REQUIREMENT: In the answer, each line of the listing should appear again unchanged.

AVAILABLE DATA:
//! The configured rota set, looked up by id.

use rotabot_core::error::{Result, RotaBotError};
use rotabot_core::types::Rota;

/// Immutable set of rota definitions, built from config at startup.
#[derive(Debug, Clone)]
pub struct RotaRegistry {
    rotas: Vec<Rota>,
}

impl RotaRegistry {
    pub fn new(rotas: Vec<Rota>) -> Self {
        Self { rotas }
    }

    /// Look up a rota by id.
    pub fn get(&self, id: &str) -> Result<&Rota> {
        self.rotas
            .iter()
            .find(|r| r.id == id)
            .ok_or_else(|| RotaBotError::RotaNotFound(id.to_string()))
    }

    /// All configured rotas, in config order.
    pub fn all(&self) -> &[Rota] {
        &self.rotas
    }
}
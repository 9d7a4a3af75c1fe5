//! # RotaBot Channels
//!
//! Chat gateway implementations. Slack is the only platform wired in:
//! - [`slack`] — Web API client (`chat.postMessage`, `users.list`,
//!   `conversations.list`, `auth.test`) implementing `ChatGateway`.
//! - [`socket_mode`] — Socket Mode listener producing the inbound
//!   message stream, reconnecting on its own.

pub mod slack;
pub mod socket_mode;

pub use slack::SlackGateway;
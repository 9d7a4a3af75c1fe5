//! The rota data model — rotas, history records, and engine decisions.

use chrono::{DateTime, Utc};
use serde::{Deserialize, Serialize};

/// A named recurring duty rotation.
#[derive(Debug, Clone, Serialize, Deserialize)]
pub struct Rota {
    /// Short stable identifier, unique across rotas. History records
    /// reference it, so it is immutable once any history exists.
    pub id: String,
    /// Display label, e.g. "Release Coordinator".
    pub name: String,
    /// Length of one assignment as an ISO-8601 duration ("P1DT12H").
    pub duty_duration: String,
    /// Ordered rotation sequence of participant display names.
    /// Order is load-bearing: index i hands over to index i+1.
    pub participants: Vec<String>,
    /// When and what to announce.
    pub alert: AlertSchedule,
}

/// A recurring reminder: schedule expression plus message template.
#[derive(Debug, Clone, Serialize, Deserialize)]
pub struct AlertSchedule {
    /// `@every <duration>` or a 5-field cron expression.
    pub expression: String,
    /// Message body appended after the duty-holder mention.
    pub message: String,
}

/// One completed or active duty assignment. Append-only: written once
/// by the resolver, never updated or deleted.
#[derive(Debug, Clone, PartialEq, Serialize, Deserialize)]
pub struct HistoryRecord {
    /// Globally unique, generated at creation (uuid v4).
    pub id: String,
    /// The owning rota.
    pub rota_id: String,
    /// Instant the assignment expires (creation time + duty_duration).
    pub end_time: DateTime<Utc>,
    /// Participant display name from the owning rota's list.
    pub assignee: String,
}

impl HistoryRecord {
    /// Create a fresh record with a generated id.
    pub fn new(rota_id: &str, assignee: &str, end_time: DateTime<Utc>) -> Self {
        Self {
            id: uuid::Uuid::new_v4().to_string(),
            rota_id: rota_id.to_string(),
            end_time,
            assignee: assignee.to_string(),
        }
    }
}

/// Outcome of a rotation engine run.
#[derive(Debug, Clone, PartialEq)]
pub struct Decision {
    /// Who holds the duty after this decision.
    pub assignee: String,
    /// Whether the rotation advanced (a new record must be persisted).
    pub transitioned: bool,
    /// End of the new duty window; set iff `transitioned`.
    pub new_end_time: Option<DateTime<Utc>>,
}

impl Decision {
    /// The latest assignment is still active — no state change.
    pub fn hold(assignee: &str) -> Self {
        Self {
            assignee: assignee.to_string(),
            transitioned: false,
            new_end_time: None,
        }
    }

    /// The rotation advanced to a new assignee.
    pub fn advance(assignee: &str, new_end_time: DateTime<Utc>) -> Self {
        Self {
            assignee: assignee.to_string(),
            transitioned: true,
            new_end_time: Some(new_end_time),
        }
    }
}

/// An inbound chat message event, as surfaced by the gateway listener.
#[derive(Debug, Clone, PartialEq)]
pub struct InboundMessage {
    /// Channel the message arrived in.
    pub channel_id: String,
    /// Platform user id of the sender.
    pub sender_id: String,
    /// Raw message text.
    pub text: String,
    pub timestamp: DateTime<Utc>,
}

#[cfg(test)]
mod tests {
    use super::*;

    #[test]
    fn test_history_record_ids_unique() {
        let now = Utc::now();
        let a = HistoryRecord::new("RC", "sc", now);
        let b = HistoryRecord::new("RC", "sc", now);
        assert_ne!(a.id, b.id);
        assert_eq!(a.rota_id, b.rota_id);
    }

    #[test]
    fn test_decision_constructors() {
        let now = Utc::now();
        let hold = Decision::hold("sc");
        assert!(!hold.transitioned);
        assert!(hold.new_end_time.is_none());

        let advance = Decision::advance("jo", now);
        assert!(advance.transitioned);
        assert_eq!(advance.new_end_time, Some(now));
    }
}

SOLVED EXERCISE:
//! The configured rota set, looked up by id.

use rotabot_core::error::{Result, RotaBotError};
use rotabot_core::types::Rota;

/// Immutable set of rota definitions, built from config at startup.
#[derive(Debug, Clone)]
pub struct RotaRegistry {
    rotas: Vec<Rota>,
}

impl RotaRegistry {
    pub fn new(rotas: Vec<Rota>) -> Self {
        Self { rotas }
    }

    /// Look up a rota by id.
    pub fn get(&self, id: &str) -> Result<&Rota> {
        self.rotas
            .iter()
            .find(|r| r.id == id)
            .ok_or_else(|| RotaBotError::RotaNotFound(id.to_string()))
    }

    /// All configured rotas, in config order.
    pub fn all(&self) -> &[Rota] {
        &self.rotas
    }
}
repository 9d7a4a3af75c1fe5
//! # RotaBot Channels
//!
//! Chat gateway implementations. Slack is the only platform wired in:
//! - [`slack`] — Web API client (`chat.postMessage`, `users.list`,
//!   `conversations.list`, `auth.test`) implementing `ChatGateway`.
//! - [`socket_mode`] — Socket Mode listener producing the inbound
//!   message stream, reconnecting on its own.

pub mod slack;
pub mod socket_mode;

pub use slack::SlackGateway;
repository 9d7a4a3af75c1fe5
//! The rota data model — rotas, history records, and engine decisions.

use chrono::{DateTime, Utc};
use serde::{Deserialize, Serialize};

/// A named recurring duty rotation.
#[derive(Debug, Clone, Serialize, Deserialize)]
pub struct Rota {
    /// Short stable identifier, unique across rotas. History records
    /// reference it, so it is immutable once any history exists.
    pub id: String,
    /// Display label, e.g. "Release Coordinator".
    pub name: String,
    /// Length of one assignment as an ISO-8601 duration ("P1DT12H").
    pub duty_duration: String,
    /// Ordered rotation sequence of participant display names.
    /// Order is load-bearing: index i hands over to index i+1.
    pub participants: Vec<String>,
    /// When and what to announce.
    pub alert: AlertSchedule,
}

/// A recurring reminder: schedule expression plus message template.
#[derive(Debug, Clone, Serialize, Deserialize)]
pub struct AlertSchedule {
    /// `@every <duration>` or a 5-field cron expression.
    pub expression: String,
    /// Message body appended after the duty-holder mention.
    pub message: String,
}

/// One completed or active duty assignment. Append-only: written once
/// by the resolver, never updated or deleted.
#[derive(Debug, Clone, PartialEq, Serialize, Deserialize)]
pub struct HistoryRecord {
    /// Globally unique, generated at creation (uuid v4).
    pub id: String,
    /// The owning rota.
    pub rota_id: String,
    /// Instant the assignment expires (creation time + duty_duration).
    pub end_time: DateTime<Utc>,
    /// Participant display name from the owning rota's list.
    pub assignee: String,
}

impl HistoryRecord {
    /// Create a fresh record with a generated id.
    pub fn new(rota_id: &str, assignee: &str, end_time: DateTime<Utc>) -> Self {
        Self {
            id: uuid::Uuid::new_v4().to_string(),
            rota_id: rota_id.to_string(),
            end_time,
            assignee: assignee.to_string(),
        }
    }
}

/// Outcome of a rotation engine run.
#[derive(Debug, Clone, PartialEq)]
pub struct Decision {
    /// Who holds the duty after this decision.
    pub assignee: String,
    /// Whether the rotation advanced (a new record must be persisted).
    pub transitioned: bool,
    /// End of the new duty window; set iff `transitioned`.
    pub new_end_time: Option<DateTime<Utc>>,
}

impl Decision {
    /// The latest assignment is still active — no state change.
    pub fn hold(assignee: &str) -> Self {
        Self {
            assignee: assignee.to_string(),
            transitioned: false,
            new_end_time: None,
        }
    }

    /// The rotation advanced to a new assignee.
    pub fn advance(assignee: &str, new_end_time: DateTime<Utc>) -> Self {
        Self {
            assignee: assignee.to_string(),
            transitioned: true,
            new_end_time: Some(new_end_time),
        }
    }
}

/// An inbound chat message event, as surfaced by the gateway listener.
#[derive(Debug, Clone, PartialEq)]
pub struct InboundMessage {
    /// Channel the message arrived in.
    pub channel_id: String,
    /// Platform user id of the sender.
    pub sender_id: String,
    /// Raw message text.
    pub text: String,
    pub timestamp: DateTime<Utc>,
}

#[cfg(test)]
mod tests {
    use super::*;

    #[test]
    fn test_history_record_ids_unique() {
        let now = Utc::now();
        let a = HistoryRecord::new("RC", "sc", now);
        let b = HistoryRecord::new("RC", "sc", now);
        assert_ne!(a.id, b.id);
        assert_eq!(a.rota_id, b.rota_id);
    }

    #[test]
    fn test_decision_constructors() {
        let now = Utc::now();
        let hold = Decision::hold("sc");
        assert!(!hold.transitioned);
        assert!(hold.new_end_time.is_none());

        let advance = Decision::advance("jo", now);
        assert!(advance.transitioned);
        assert_eq!(advance.new_end_time, Some(now));
    }
}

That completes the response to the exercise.